L’architecte est un prestataire de service quelconque dans la chaîne de l’élaboration d’un bâtiment. L’architecture est un produit qui s’achète et se modifie au bon vouloir de son commanditaire, et ne donne plus sens à une composition cohérente unitaire du début à la livraison intérieure d’un bâtiment.
C’est la raison principale pour laquelle les plus belles réalisations d’architectes sont celles de maisons individuelles dont l’échelle reste maîtrisable.
La culture du patchwork – travail en addition de matériaux et de signes – règne souvent, certains architectes la revendiquent pour justifier leur manque de rigueur.
Le « less is more » est difficile dans ce pays où l’accumulation de richesses et de signes marque le succès…
Les architectes vietnamiens de Tropical Space ou Vo Trong Nghia et 1+1>2 développent des projets dont le rapport au sol (la terre et la brique pour tropical space) et la nature (la végétation dans les bâtiments de Vo Trong Nghia) illustrent une démarche sensible à l’écologie.
L’esprit est de construire avec des filières locales et simplement.
De nombreux autres talentueux jeunes architectes les suivent. Ces quelques agences ont donc réussi un premier pari, celui de développer des cultures d’agences :
– une culture d’agence se construit avec savoir-faire, expérience, méthode et rigueur constructive, un compagnonnage éprouvé, des échanges permanents avec les partenaires ingénieurs qui déterminent le squelette, le corps puis la texture filtrante d’un bâtiment avec les architectes ;
– une culture d’agence se traduit dans une lisibilité graphique des projets et une compréhension immédiate de sa production ;
– une culture d’agence repose sur des réflexes, des méthodes de travail, une rationalité des échanges avec la maîtrise d’ouvrage et les partenaires techniques, la mise en place de process créatifs et de développement de projets.
Mais le monde change…
La société vietnamienne confinée par des longues années de temps de guerre et de communisme ouvre les yeux, voyage depuis vingt ans dans un monde capitaliste qui lui se transforme à toute allure et dans lequel les plus agiles en sortiront peut-être les gagnants, les véloces seront les maîtres.
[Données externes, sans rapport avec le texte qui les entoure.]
#[cfg(test)]
mod tests {
    use super::*;
    use bollard::models::{ContainerConfig, HostConfig, NetworkSettings};
    use std::collections::HashMap;

    #[test]
    fn test_map_error_by_status() {
        let not_found = map_error(BollardError::DockerResponseServerError {
            status_code: 404,
            message: "No such container: c-1".to_string(),
        });
        assert!(not_found.is_not_found());

        let conflict = map_error(BollardError::DockerResponseServerError {
            status_code: 409,
            message: "Container c-1 is not running".to_string(),
        });
        assert!(matches!(conflict, EngineError::Conflict(_)));
        assert!(conflict.is_not_running());

        let api = map_error(BollardError::DockerResponseServerError {
            status_code: 500,
            message: "boom".to_string(),
        });
        assert!(matches!(api, EngineError::Api { status: 500, .. }));
    }

    #[tokio::test]
    async fn test_bounded_reports_timeout() {
        let result: EngineResult<()> = bounded("slow", Duration::from_millis(10), async {
            tokio::time::sleep(Duration::from_secs(5)).await;
            Ok(())
        })
        .await;
        assert!(matches!(
            result,
            Err(EngineError::Timeout {
                operation: "slow",
                ..
            })
        ));
    }

    #[test]
    fn test_spec_from_inspect_carries_config_binds_and_networks() {
        let mut labels = HashMap::new();
        labels.insert("cpi.platform".to_string(), "linux/arm64".to_string());

        let mut networks = HashMap::new();
        networks.insert("netA".to_string(), EndpointSettings::default());
        networks.insert("netB".to_string(), EndpointSettings::default());

        let inspect = ContainerInspectResponse {
            config: Some(ContainerConfig {
                image: Some("stemcell:latest".to_string()),
                env: Some(vec!["reschedule:on-node-failure".to_string()]),
                entrypoint: Some(vec!["/sbin/init".to_string()]),
                labels: Some(labels),
                ..Default::default()
            }),
            host_config: Some(HostConfig {
                binds: Some(vec!["vol-eph-c-1:/var/vcap/data/".to_string()]),
                privileged: Some(true),
                ..Default::default()
            }),
            network_settings: Some(NetworkSettings {
                networks: Some(networks),
                ..Default::default()
            }),
            platform: Some("linux".to_string()),
            ..Default::default()
        };

        let spec = spec_from_inspect(inspect).unwrap();
        assert_eq!(spec.image(), Some("stemcell:latest"));
        assert_eq!(spec.env(), ["reschedule:on-node-failure".to_string()]);
        assert_eq!(spec.binds(), ["vol-eph-c-1:/var/vcap/data/".to_string()]);
        assert_eq!(spec.endpoints.len(), 2);
        assert_eq!(spec.platform.to_string(), "linux/arm64");
        assert!(spec.config.networking_config.is_none());
    }

    #[test]
    fn test_spec_from_inspect_without_label_uses_reported_os() {
        let inspect = ContainerInspectResponse {
            platform: Some("linux".to_string()),
            ..Default::default()
        };
        let spec = spec_from_inspect(inspect).unwrap();
        assert_eq!(spec.platform, Platform::default());
        assert!(spec.endpoints.is_empty());
    }

    #[test]
    fn test_node_from_inspect() {
        let env = vec![
            "reschedule:on-node-failure".to_string(),
            "constraint:node==node2".to_string(),
        ];
        assert_eq!(node_from_inspect(Some("/node1/c-1"), &env).as_deref(), Some("node1"));
        assert_eq!(node_from_inspect(Some("/c-1"), &env).as_deref(), Some("node2"));
        assert_eq!(node_from_inspect(Some("/c-1"), &[]), None);
        assert_eq!(node_from_inspect(None, &[]), None);
    }
}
La mobilité et la rapidité de répondre à une commande terrassent l’architecte occidental qui débarque en Asie. Alors qu’il lui faut huit mois pour faire des études comme cela se pratique normalement, les commanditaires demandent de réaliser toutes les études en moins de six semaines.
Cela demande une grande professionnalité, une dextérité et un savoir-faire incomparable pour ne pas être tenté de reproduire et ne pas tomber dans le tentant copier-coller toutefois de mise pour ces agences.
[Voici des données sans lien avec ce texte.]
//! Finding a reachable Docker daemon
//!
//! The configured host is tried first, then the well-known socket locations
//! and finally `DOCKER_HOST`. The first endpoint that answers a ping wins.

use bollard::{ClientVersion, Docker};
use std::path::PathBuf;
use std::time::Duration;

use crate::config::{DockerOpts, TlsOpts};
use crate::engine::SHORT_TIMEOUT;
use crate::engines::DockerEngine;
use crate::error::{CpiError, Result};

/// Socket locations tried after the configured host
pub const FALLBACK_SOCKETS: &[&str] = &[
    "unix:///var/run/docker.sock",
    "unix:///docker.sock",
    "unix:///var/vcap/sys/run/docker.sock",
];

/// Bound on each endpoint's ping
pub const PING_TIMEOUT: Duration = Duration::from_secs(5);

/// Endpoints to try, in order and without duplicates.
pub fn candidate_hosts(configured: &str, docker_host_env: Option<&str>) -> Vec<String> {
    let mut hosts: Vec<String> = Vec::new();
    let candidates = std::iter::once(configured)
        .chain(FALLBACK_SOCKETS.iter().copied())
        .chain(docker_host_env);
    for host in candidates {
        if !host.is_empty() && !hosts.iter().any(|h| h == host) {
            hosts.push(host.to_string());
        }
    }
    hosts
}

fn client_version(api_version: &str) -> Result<ClientVersion> {
    let invalid = || CpiError::Configuration(format!("invalid api_version '{api_version}'"));
    let (major, minor) = api_version.trim_start_matches('v').split_once('.').ok_or_else(invalid)?;
    Ok(ClientVersion {
        major_version: major.parse().map_err(|_| invalid())?,
        minor_version: minor.parse().map_err(|_| invalid())?,
    })
}

/// TLS material written out for the client; removed on drop.
struct TlsFiles {
    _dir: tempfile::TempDir,
    key: PathBuf,
    cert: PathBuf,
    ca: PathBuf,
}

impl TlsFiles {
    fn write(tls: &TlsOpts) -> Result<Self> {
        let failed = |e: std::io::Error| CpiError::Configuration(format!("writing TLS material: {e}"));
        let dir = tempfile::Builder::new()
            .prefix("docker-cpi-tls")
            .tempdir()
            .map_err(failed)?;

        let key = dir.path().join("key.pem");
        let cert = dir.path().join("cert.pem");
        let ca = dir.path().join("ca.pem");
        std::fs::write(&key, &tls.private_key).map_err(failed)?;
        std::fs::write(&cert, &tls.certificate).map_err(failed)?;
        std::fs::write(&ca, &tls.ca).map_err(failed)?;

        Ok(Self {
            _dir: dir,
            key,
            cert,
            ca,
        })
    }
}

fn client_for(host: &str, opts: &DockerOpts, version: &ClientVersion) -> Result<Docker> {
    let timeout = SHORT_TIMEOUT.as_secs();
    let connected = if host.starts_with("unix://") {
        Docker::connect_with_unix(host, timeout, version)
    } else if host.starts_with("http://") {
        Docker::connect_with_http(host, timeout, version)
    } else {
        let tls = opts.tls.as_ref().ok_or_else(|| {
            CpiError::Configuration(format!("host '{host}' requires TLS credentials"))
        })?;
        let files = TlsFiles::write(tls)?;
        // The client reads the PEM files while connecting
        Docker::connect_with_ssl(host, &files.key, &files.cert, &files.ca, timeout, version)
    };
    connected.map_err(|e| CpiError::Configuration(format!("{host}: {e}")))
}

/// Connect to the first endpoint that answers a ping.
pub async fn connect(opts: &DockerOpts) -> Result<DockerEngine> {
    let version = client_version(&opts.api_version)?;
    let docker_host = std::env::var("DOCKER_HOST").ok();
    let hosts = candidate_hosts(&opts.host, docker_host.as_deref());

    let mut failures = Vec::with_capacity(hosts.len());
    for host in &hosts {
        let docker = match client_for(host, opts, &version) {
            Ok(docker) => docker,
            Err(e) => {
                tracing::debug!(host = %host, error = %e, "failed to create client");
                failures.push(e.to_string());
                continue;
            }
        };

        match tokio::time::timeout(PING_TIMEOUT, docker.ping()).await {
            Ok(Ok(_)) => {
                if host != &opts.host {
                    tracing::info!(host = %host, configured = %opts.host, "connected using fallback endpoint");
                } else {
                    tracing::debug!(host = %host, "connected to docker");
                }
                return Ok(DockerEngine::with_client(docker));
            }
            Ok(Err(e)) => {
                tracing::debug!(host = %host, error = %e, "ping failed");
                failures.push(format!("{host}: {e}"));
            }
            Err(_) => {
                tracing::debug!(host = %host, "ping timed out");
                failures.push(format!("{host}: ping timed out after {PING_TIMEOUT:?}"));
            }
        }
    }

    Err(CpiError::Configuration(format!(
        "no reachable Docker endpoint (tried {}): {}",
        hosts.join(", "),
        failures.join("; ")
    )))
}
Les architectes, sportifs de haut-niveaux, sont en Asie des seigneurs de guerre.
L’exercice, la mise en place de pratique de développement de projets et d’équipes rodées demande une célérité exceptionnelle dans laquelle nos habitudes occidentales se cassent les dents car peu aptes à de telles pratiques.
Depuis plusieurs années j’ai observé ce phénomène et je suis admiratif devant la vélocité de mes confrères asiatiques qui arrivent à mobiliser équipes et collaborateurs dans des temps records.
Je ne sais pas si cette manière de faire est bien, ni ce qu’elle produira à long terme…
Nous pouvons nous en inquiéter, nous ne pouvons le nier, je constate seulement que les rapports de forces se modifient.
Dans ce Vietnam tigre émergeant de l’Asie du Sud-Est, de nombreux architectes disposent de ces nouvelles cultures d’agence, lesquelles me semblent plus réactives à la période post-covid qui s’annonce.